**DATASET RECORDS:**
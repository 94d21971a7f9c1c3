use std::sync::atomic::{AtomicU64, Ordering};

use async_trait::async_trait;
use dashmap::DashMap;

use harbor_core::{DownloadItem, DownloadStatus};
use harbor_store::error::StoreError;
use harbor_store::repository::DownloadsRepository;

/// In-memory [`DownloadsRepository`] backed by a [`DashMap`].
///
/// Rows are keyed by an internal insertion sequence so that several direct
/// downloads (all with download id `0`) can coexist.
#[derive(Debug, Default)]
pub struct MemoryDownloadsRepository {
    rows: DashMap<u64, DownloadItem>,
    next_row: AtomicU64,
}

impl MemoryDownloadsRepository {
    /// Create a new, empty repository.
    pub fn new() -> Self {
        Self::default()
    }

    /// Apply `status` and `content_length` to every row matching `predicate`.
    fn update_where(
        &self,
        predicate: impl Fn(&DownloadItem) -> bool,
        status: DownloadStatus,
        content_length: u64,
    ) -> u64 {
        let mut updated = 0;
        for mut row in self.rows.iter_mut() {
            if predicate(row.value()) {
                row.status = status;
                row.content_length = content_length;
                updated += 1;
            }
        }
        updated
    }
}

#[async_trait]
impl DownloadsRepository for MemoryDownloadsRepository {
    async fn insert(&self, item: DownloadItem) -> Result<(), StoreError> {
        let row = self.next_row.fetch_add(1, Ordering::Relaxed);
        self.rows.insert(row, item);
        Ok(())
    }

    async fn update_by_id(
        &self,
        download_id: i64,
        status: DownloadStatus,
        content_length: u64,
    ) -> Result<u64, StoreError> {
        Ok(self.update_where(
            |item| item.download_id == download_id,
            status,
            content_length,
        ))
    }

    async fn update_by_file_name(
        &self,
        file_name: &str,
        status: DownloadStatus,
        content_length: u64,
    ) -> Result<u64, StoreError> {
        Ok(self.update_where(
            |item| item.file_name == file_name,
            status,
            content_length,
        ))
    }

    async fn get_download_item(
        &self,
        download_id: i64,
    ) -> Result<Option<DownloadItem>, StoreError> {
        // Earliest row wins if a manager id was ever reused.
        Ok(self
            .rows
            .iter()
            .filter(|row| row.download_id == download_id)
            .min_by_key(|row| *row.key())
            .map(|row| row.value().clone()))
    }

    async fn get_downloads(&self) -> Result<Vec<DownloadItem>, StoreError> {
        let mut rows: Vec<(u64, DownloadItem)> = self
            .rows
            .iter()
            .map(|row| (*row.key(), row.value().clone()))
            .collect();
        rows.sort_by(|(a_row, a), (b_row, b)| {
            b.created_at
                .cmp(&a.created_at)
                .then_with(|| b_row.cmp(a_row))
        });
        Ok(rows.into_iter().map(|(_, item)| item).collect())
    }

    async fn delete(&self, download_id: i64) -> Result<u64, StoreError> {
        // Counted inside `retain` so concurrent inserts cannot skew the result.
        let mut removed = 0;
        self.rows.retain(|_, item| {
            let keep = item.download_id != download_id;
            if !keep {
                removed += 1;
            }
            keep
        });
        Ok(removed)
    }

    async fn delete_all(&self) -> Result<u64, StoreError> {
        let mut removed = 0;
        self.rows.retain(|_, _| {
            removed += 1;
            false
        });
        Ok(removed)
    }
}
use std::collections::HashMap;
use std::sync::Arc;

use parking_lot::RwLock;
use tracing::debug;

use crate::error::ToggleError;
use crate::repository::RemoteFeatureTogglesRepository;

/// In-memory view of remote feature toggles.
///
/// Reads never touch the repository; call
/// [`update_feature_toggles`](Self::update_feature_toggles) to refresh.
/// Toggles missing from a refresh keep their previous value.
pub struct FeatureToggleCache {
    repository: Arc<dyn RemoteFeatureTogglesRepository>,
    features: RwLock<HashMap<String, bool>>,
}

impl FeatureToggleCache {
    pub fn new(repository: Arc<dyn RemoteFeatureTogglesRepository>) -> Self {
        Self {
            repository,
            features: RwLock::new(HashMap::new()),
        }
    }

    /// Pull every toggle from the repository into the cache.
    ///
    /// Returns the number of toggles received.
    pub async fn update_feature_toggles(&self) -> Result<usize, ToggleError> {
        let toggles = self.repository.get_all_features().await?;
        let count = toggles.len();

        let mut features = self.features.write();
        for toggle in toggles {
            debug!(
                feature = %toggle.feature_name,
                enabled = toggle.is_enabled,
                "feature toggle updated"
            );
            features.insert(toggle.feature_name, toggle.is_enabled);
        }
        Ok(count)
    }

    /// The cached value for `feature_name`, or `None` if it was never seen.
    pub fn get(&self, feature_name: &str) -> Option<bool> {
        self.features.read().get(feature_name).copied()
    }

    /// The cached value for `feature_name`, or `default` if it was never seen.
    pub fn is_enabled(&self, feature_name: &str, default: bool) -> bool {
        self.get(feature_name).unwrap_or(default)
    }
}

**EXERCISE INSTRUCTIONS:** When the entries above are retyped, each line must stay exactly as it is.

**SOLVED EXERCISE:**
repository 94d21971a7f9c1c3
use std::sync::atomic::{AtomicU64, Ordering};

use async_trait::async_trait;
use dashmap::DashMap;

use harbor_core::{DownloadItem, DownloadStatus};
use harbor_store::error::StoreError;
use harbor_store::repository::DownloadsRepository;

/// In-memory [`DownloadsRepository`] backed by a [`DashMap`].
///
/// Rows are keyed by an internal insertion sequence so that several direct
/// downloads (all with download id `0`) can coexist.
#[derive(Debug, Default)]
pub struct MemoryDownloadsRepository {
    rows: DashMap<u64, DownloadItem>,
    next_row: AtomicU64,
}

impl MemoryDownloadsRepository {
    /// Create a new, empty repository.
    pub fn new() -> Self {
        Self::default()
    }

    /// Apply `status` and `content_length` to every row matching `predicate`.
    fn update_where(
        &self,
        predicate: impl Fn(&DownloadItem) -> bool,
        status: DownloadStatus,
        content_length: u64,
    ) -> u64 {
        let mut updated = 0;
        for mut row in self.rows.iter_mut() {
            if predicate(row.value()) {
                row.status = status;
                row.content_length = content_length;
                updated += 1;
            }
        }
        updated
    }
}

#[async_trait]
impl DownloadsRepository for MemoryDownloadsRepository {
    async fn insert(&self, item: DownloadItem) -> Result<(), StoreError> {
        let row = self.next_row.fetch_add(1, Ordering::Relaxed);
        self.rows.insert(row, item);
        Ok(())
    }

    async fn update_by_id(
        &self,
        download_id: i64,
        status: DownloadStatus,
        content_length: u64,
    ) -> Result<u64, StoreError> {
        Ok(self.update_where(
            |item| item.download_id == download_id,
            status,
            content_length,
        ))
    }

    async fn update_by_file_name(
        &self,
        file_name: &str,
        status: DownloadStatus,
        content_length: u64,
    ) -> Result<u64, StoreError> {
        Ok(self.update_where(
            |item| item.file_name == file_name,
            status,
            content_length,
        ))
    }

    async fn get_download_item(
        &self,
        download_id: i64,
    ) -> Result<Option<DownloadItem>, StoreError> {
        // Earliest row wins if a manager id was ever reused.
        Ok(self
            .rows
            .iter()
            .filter(|row| row.download_id == download_id)
            .min_by_key(|row| *row.key())
            .map(|row| row.value().clone()))
    }

    async fn get_downloads(&self) -> Result<Vec<DownloadItem>, StoreError> {
        let mut rows: Vec<(u64, DownloadItem)> = self
            .rows
            .iter()
            .map(|row| (*row.key(), row.value().clone()))
            .collect();
        rows.sort_by(|(a_row, a), (b_row, b)| {
            b.created_at
                .cmp(&a.created_at)
                .then_with(|| b_row.cmp(a_row))
        });
        Ok(rows.into_iter().map(|(_, item)| item).collect())
    }

    async fn delete(&self, download_id: i64) -> Result<u64, StoreError> {
        // Counted inside `retain` so concurrent inserts cannot skew the result.
        let mut removed = 0;
        self.rows.retain(|_, item| {
            let keep = item.download_id != download_id;
            if !keep {
                removed += 1;
            }
            keep
        });
        Ok(removed)
    }

    async fn delete_all(&self) -> Result<u64, StoreError> {
        let mut removed = 0;
        self.rows.retain(|_, _| {
            removed += 1;
            false
        });
        Ok(removed)
    }
}
use std::collections::HashMap;
use std::sync::Arc;

use parking_lot::RwLock;
use tracing::debug;

use crate::error::ToggleError;
use crate::repository::RemoteFeatureTogglesRepository;

/// In-memory view of remote feature toggles.
///
/// Reads never touch the repository; call
/// [`update_feature_toggles`](Self::update_feature_toggles) to refresh.
/// Toggles missing from a refresh keep their previous value.
pub struct FeatureToggleCache {
    repository: Arc<dyn RemoteFeatureTogglesRepository>,
    features: RwLock<HashMap<String, bool>>,
}

impl FeatureToggleCache {
    pub fn new(repository: Arc<dyn RemoteFeatureTogglesRepository>) -> Self {
        Self {
            repository,
            features: RwLock::new(HashMap::new()),
        }
    }

    /// Pull every toggle from the repository into the cache.
    ///
    /// Returns the number of toggles received.
    pub async fn update_feature_toggles(&self) -> Result<usize, ToggleError> {
        let toggles = self.repository.get_all_features().await?;
        let count = toggles.len();

        let mut features = self.features.write();
        for toggle in toggles {
            debug!(
                feature = %toggle.feature_name,
                enabled = toggle.is_enabled,
                "feature toggle updated"
            );
            features.insert(toggle.feature_name, toggle.is_enabled);
        }
        Ok(count)
    }

    /// The cached value for `feature_name`, or `None` if it was never seen.
    pub fn get(&self, feature_name: &str) -> Option<bool> {
        self.features.read().get(feature_name).copied()
    }

    /// The cached value for `feature_name`, or `default` if it was never seen.
    pub fn is_enabled(&self, feature_name: &str, default: bool) -> bool {
        self.get(feature_name).unwrap_or(default)
    }
}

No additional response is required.